ALÉM DAQUELA PORTEIRA

Lauro A. C. Simões

Aquele!...
Domou por anos a fio, até branquear a melena,
perder a força no muque mas, conservando o tutano.
Peonou, ainda no tempo que estância abaixo de légua
era potreiro das casas nos ditos daqueles anos.
Baguais de muitas pelagens, gaviões de todas as marcas.
Redomoneou até mulas pras antigas comitivas,
quando por aqui andavam aqueles homens estranhos
de modos e de costumes que se chamavam “birivas”.


O outro!...
Alambrou tanta distância que até se perdeu na conta.
Por uma vida e um pedaço estendeu moirões de cerca
e se plantou chão adentro nos “mortos” de guajuvira
que viverão tanto tempo que até parece mentira.
Quem ler a mão desse índio, calosa dos socadores,
curtida das pás-de-goiva, riscada de puas brabas,
verá a força do campo, sempre latente e incontida
na singeleza dos rudes, porque a luta não acaba.


Também tem aquele outro, jeito calado e sisudo,
certo ar de autoridade sem um traço de arrogância.
Lida de campo é com ele que determina e comanda
porque após a voz do dono é a do Capataz da estância.
Por isto o cargo que ostenta exige conhecimento
pois, quem não sabe, a fazenda também tem uma hierarquia.
Depois dele vem o sota, mal comparando um sargento
que organiza e distribui a campeira parceria.


E, aquele!...
De jeitão calmo, assobiador contumaz, de chapelão desabado,
parece entender de tudo pois, corta lenha, carneia,
varre galpão e terreiro, cuida o pastor amilhado.
Começa a lidar bem cedo, nem bem o dia clareia.
Caseiro, o homem das casas, porque assim é conhecido.
Quando soa um “Ô de casa!” é por ele que se indaga!
É seu o primeiro mate porque berram as tambeiras
e dele o findar das luzes, quando o candieiro se apaga.

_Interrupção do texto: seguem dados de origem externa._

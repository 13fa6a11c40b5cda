//! Response payloads for the New Relic REST API v2.

use serde::Deserialize;
use std::fmt;

/// Body of `POST /v2/applications.json`
///
/// Only the fields the notifier reads are modelled; the rest is ignored.
#[derive(Debug, Deserialize)]
pub struct ApplicationListResponse {
    pub applications: Vec<Application>,
}

/// One entry of the application listing
#[derive(Debug, Deserialize)]
pub struct Application {
    pub id: ApplicationId,
    pub name: String,
}

/// Application id as returned by the API
///
/// The API sends a number; string ids are accepted as well.
#[derive(Debug, Clone, PartialEq, Eq, Deserialize)]
#[serde(untagged)]
pub enum ApplicationId {
    Number(u64),
    Text(String),
}

impl fmt::Display for ApplicationId {
    fn fmt(&self, f: &mut fmt::Formatter<'_>) -> fmt::Result {
        match self {
            ApplicationId::Number(n) => write!(f, "{n}"),
            ApplicationId::Text(s) => f.write_str(s),
        }
    }
}

impl ApplicationListResponse {
    /// Id of the application whose name matches exactly
    ///
    /// The name filter on the API side is a substring match, so the listing
    /// may contain other applications too.
    pub fn find_id(&self, app_name: &str) -> Option<String> {
        self.applications
            .iter()
            .find(|app| app.name == app_name)
            .map(|app| app.id.to_string())
    }
}

#[cfg(test)]
mod tests {
    use super::*;

    #[test]
    fn test_find_id_requires_exact_name() {
        let listing: ApplicationListResponse = serde_json::from_str(
            r#"{
                "applications": [
                    {"id": 7, "name": "myapp-staging", "language": "ruby"},
                    {"id": 42, "name": "myapp", "health_status": "green"}
                ]
            }"#,
        )
        .unwrap();

        assert_eq!(listing.find_id("myapp").as_deref(), Some("42"));
        assert_eq!(listing.find_id("myapp-staging").as_deref(), Some("7"));
        assert_eq!(listing.find_id("MyApp"), None);
    }

    #[test]
    fn test_string_ids_are_accepted() {
        let listing: ApplicationListResponse =
            serde_json::from_str(r#"{"applications": [{"id": "abc", "name": "myapp"}]}"#)
                .unwrap();
        assert_eq!(listing.find_id("myapp").as_deref(), Some("abc"));
    }
}
//! # Deployment Request
//!
//! Raw invocation parameters and the validated request built from them.
//!
//! [`DeploymentParams`] mirrors what the host (or the command line) hands us:
//! every field optional, loosely typed. [`DeploymentParams::validate`] turns it
//! into a [`DeploymentRequest`], rejecting bad combinations before any I/O.

use serde::{Deserialize, Deserializer};
use std::fmt;

use crate::config::parse_bool;
use crate::error::NotifyError;

/// Raw invocation parameters
#[derive(Clone, Default, Deserialize)]
#[serde(deny_unknown_fields)]
pub struct DeploymentParams {
    #[serde(default, deserialize_with = "host_string")]
    pub token: Option<String>,
    #[serde(default, deserialize_with = "host_string")]
    pub app_name: Option<String>,
    #[serde(default, deserialize_with = "host_string")]
    pub application_id: Option<String>,
    #[serde(default, deserialize_with = "host_string")]
    pub changelog: Option<String>,
    #[serde(default, deserialize_with = "host_string")]
    pub description: Option<String>,
    #[serde(default, deserialize_with = "host_string")]
    pub revision: Option<String>,
    #[serde(default, deserialize_with = "host_string")]
    pub user: Option<String>,
    #[serde(default, deserialize_with = "host_string")]
    pub appname: Option<String>,
    #[serde(default, deserialize_with = "host_string")]
    pub environment: Option<String>,
    #[serde(default, deserialize_with = "host_bool")]
    pub validate_certs: Option<bool>,
}

impl fmt::Debug for DeploymentParams {
    fn fmt(&self, f: &mut fmt::Formatter<'_>) -> fmt::Result {
        f.debug_struct("DeploymentParams")
            .field("token", &self.token.as_ref().map(|_| "<redacted>"))
            .field("app_name", &self.app_name)
            .field("application_id", &self.application_id)
            .field("revision", &self.revision)
            .field("validate_certs", &self.validate_certs)
            .finish_non_exhaustive()
    }
}

/// How the target application is identified
#[derive(Debug, Clone, PartialEq, Eq)]
pub enum AppTarget {
    /// Resolve the id by looking up this exact application name
    Name(String),
    /// Use this application id as-is
    Id(String),
}

/// Validated, immutable deployment notification request
#[derive(Clone, PartialEq, Eq)]
pub struct DeploymentRequest {
    token: String,
    target: AppTarget,
    changelog: String,
    description: String,
    revision: String,
    user: String,
    appname: String,
    environment: String,
    validate_certs: bool,
}

impl fmt::Debug for DeploymentRequest {
    fn fmt(&self, f: &mut fmt::Formatter<'_>) -> fmt::Result {
        f.debug_struct("DeploymentRequest")
            .field("target", &self.target)
            .field("revision", &self.revision)
            .field("user", &self.user)
            .field("appname", &self.appname)
            .field("environment", &self.environment)
            .field("validate_certs", &self.validate_certs)
            .finish_non_exhaustive()
    }
}

impl DeploymentParams {
    /// Validate the parameters into a [`DeploymentRequest`]
    ///
    /// Empty strings count as "not supplied", matching how the host treats them.
    ///
    /// # Errors
    /// Returns [`NotifyError::Configuration`] if the token is missing, or if
    /// not exactly one of `app_name` / `application_id` is set.
    pub fn validate(self) -> Result<DeploymentRequest, NotifyError> {
        let token = non_empty(self.token)
            .ok_or_else(|| NotifyError::config("missing required arguments: token"))?;

        let target = match (non_empty(self.app_name), non_empty(self.application_id)) {
            (Some(_), Some(_)) => {
                return Err(NotifyError::config(
                    "only one of 'app_name' or 'application_id' can be set",
                ))
            }
            (Some(name), None) => AppTarget::Name(name),
            (None, Some(id)) => AppTarget::Id(id),
            (None, None) => {
                return Err(NotifyError::config(
                    "you must set one of 'app_name' or 'application_id'",
                ))
            }
        };

        Ok(DeploymentRequest {
            token,
            target,
            changelog: self.changelog.unwrap_or_default(),
            description: self.description.unwrap_or_default(),
            revision: self.revision.unwrap_or_default(),
            user: self.user.unwrap_or_default(),
            appname: self.appname.unwrap_or_default(),
            environment: self.environment.unwrap_or_default(),
            validate_certs: self.validate_certs.unwrap_or(true),
        })
    }
}

impl DeploymentRequest {
    pub fn token(&self) -> &str {
        &self.token
    }

    pub fn target(&self) -> &AppTarget {
        &self.target
    }

    pub fn changelog(&self) -> &str {
        &self.changelog
    }

    pub fn description(&self) -> &str {
        &self.description
    }

    pub fn revision(&self) -> &str {
        &self.revision
    }

    pub fn user(&self) -> &str {
        &self.user
    }

    /// Accepted for compatibility; not sent to New Relic
    pub fn appname(&self) -> &str {
        &self.appname
    }

    /// Accepted for compatibility; not sent to New Relic
    pub fn environment(&self) -> &str {
        &self.environment
    }

    pub fn validate_certs(&self) -> bool {
        self.validate_certs
    }
}

fn non_empty(value: Option<String>) -> Option<String> {
    value.filter(|v| !v.is_empty())
}

/// Scalar as emitted by the host: YAML turns `revision=1.0` into a number
#[derive(Deserialize)]
#[serde(untagged)]
enum HostScalar {
    Text(String),
    Number(serde_json::Number),
    Bool(bool),
}

fn host_string<'de, D>(deserializer: D) -> Result<Option<String>, D::Error>
where
    D: Deserializer<'de>,
{
    let raw: Option<HostScalar> = Option::deserialize(deserializer)?;
    Ok(raw.map(|scalar| match scalar {
        HostScalar::Text(s) => s,
        HostScalar::Number(n) => n.to_string(),
        HostScalar::Bool(b) => b.to_string(),
    }))
}

fn host_bool<'de, D>(deserializer: D) -> Result<Option<bool>, D::Error>
where
    D: Deserializer<'de>,
{
    let raw: Option<HostScalar> = Option::deserialize(deserializer)?;
    match raw {
        None => Ok(None),
        Some(HostScalar::Bool(b)) => Ok(Some(b)),
        Some(HostScalar::Text(s)) => parse_bool(&s).map(Some).ok_or_else(|| {
            serde::de::Error::custom(format!("'{s}' is not a valid boolean"))
        }),
        Some(HostScalar::Number(n)) => match n.as_u64() {
            Some(0) => Ok(Some(false)),
            Some(1) => Ok(Some(true)),
            _ => Err(serde::de::Error::custom(format!(
                "'{n}' is not a valid boolean"
            ))),
        },
    }
}
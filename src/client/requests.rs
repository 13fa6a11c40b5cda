//! Request payloads for the New Relic REST API v2.
//!
//! API Reference: https://docs.newrelic.com/docs/apm/new-relic-apm/maintenance/record-monitor-deployments/

use serde::Serialize;

use crate::request::DeploymentRequest;

/// Body of `POST /v2/applications/{id}/deployments.json`
#[derive(Debug, Clone, PartialEq, Eq, Serialize)]
pub struct CreateDeploymentRequest {
    pub deployment: DeploymentRecord,
}

/// Deployment marker fields
///
/// All four keys are always sent, empty when the caller gave no value.
#[derive(Debug, Clone, PartialEq, Eq, Serialize)]
pub struct DeploymentRecord {
    pub revision: String,
    pub changelog: String,
    pub description: String,
    pub user: String,
}

impl From<&DeploymentRequest> for CreateDeploymentRequest {
    fn from(request: &DeploymentRequest) -> Self {
        Self {
            deployment: DeploymentRecord {
                revision: request.revision().to_string(),
                changelog: request.changelog().to_string(),
                description: request.description().to_string(),
                user: request.user().to_string(),
            },
        }
    }
}

/// Form field used to filter the application listing by name
pub const APPLICATION_NAME_FILTER: &str = "filter[name]";

#[cfg(test)]
mod tests {
    use super::*;
    use crate::request::DeploymentParams;
    use serde_json::json;

    #[test]
    fn test_omitted_fields_serialize_as_empty_strings() {
        let request = DeploymentParams {
            token: Some("AAAAAA".to_string()),
            application_id: Some("123".to_string()),
            revision: Some("1.0".to_string()),
            appname: Some("ignored".to_string()),
            environment: Some("production".to_string()),
            ..DeploymentParams::default()
        }
        .validate()
        .unwrap();

        let body = serde_json::to_value(CreateDeploymentRequest::from(&request)).unwrap();
        assert_eq!(
            body,
            json!({
                "deployment": {
                    "revision": "1.0",
                    "changelog": "",
                    "description": "",
                    "user": ""
                }
            })
        );
    }

    #[test]
    fn test_quotes_are_escaped() {
        let request = DeploymentParams {
            token: Some("AAAAAA".to_string()),
            application_id: Some("123".to_string()),
            changelog: Some(r#"fix "quoted" bug"#.to_string()),
            ..DeploymentParams::default()
        }
        .validate()
        .unwrap();

        let text = serde_json::to_string(&CreateDeploymentRequest::from(&request)).unwrap();
        assert!(text.contains(r#"fix \"quoted\" bug"#));
        let parsed: serde_json::Value = serde_json::from_str(&text).unwrap();
        assert_eq!(parsed["deployment"]["changelog"], r#"fix "quoted" bug"#);
    }
}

Também tem aquele homem, lidador de sol a sol.
Conhece a força do solo talvez mais que outro qualquer.
Tão grande é o seu carinho na semente que semeia
que quando fala da terra, a trata como mulher.
Hortaleiro, jardineiro, nomes vários para um só,
que o cio da terra fecunda o grão, o fruto e a flor.
Quem dera o espelho da vida pudesse mostrar a todos
o exemplo imensurável de quem cultiva o amor.


E, aquela humilde senhora, jeito franco e despachado,
perdeu a conta dos guachos que ajudou a criar.
Na casa grande da estância, a cozinha é o seu mundo,
e com tachos e temperos ajuda a vida a passar.
Quem a vê como eu a vejo, talvez custe a acreditar,
porque a peona é invisível aos olhos de tanta gente
e não habita os sonhares de quem não sabe sonhar!

E, aquele, laço nos tentos, um gauchão de-a-cavalo,
sentado sobre os arreios bem se parece a um sultão.
Paleteia um mal-costeado, “laça de encontro” um terneiro.
Desde moleque, aprendiz dos valores do seu chão.
E – aqueles – brigam por terra como se mais merecessem
na diferença do grito nossa maior atenção,
enquanto quem, dia a dia, lá está a vida inteira,


segue esquecido dos homens até a próxima eleição.

Todos eles, cada um são almas vivas do campo.
Razão e ilusão somadas porque há valor nas quimeras.
Eles vieram do tempo dos avós e permanecem
porque vivem nas lembranças, ainda que de taperas.
E, até hoje, lá estão, além dos computadores
a reprisarem serviços que requerem a importância
de quem possui sentimento, amor a terra e ternura,
enfim, o coração verdadeiro do que chamamos de Estância!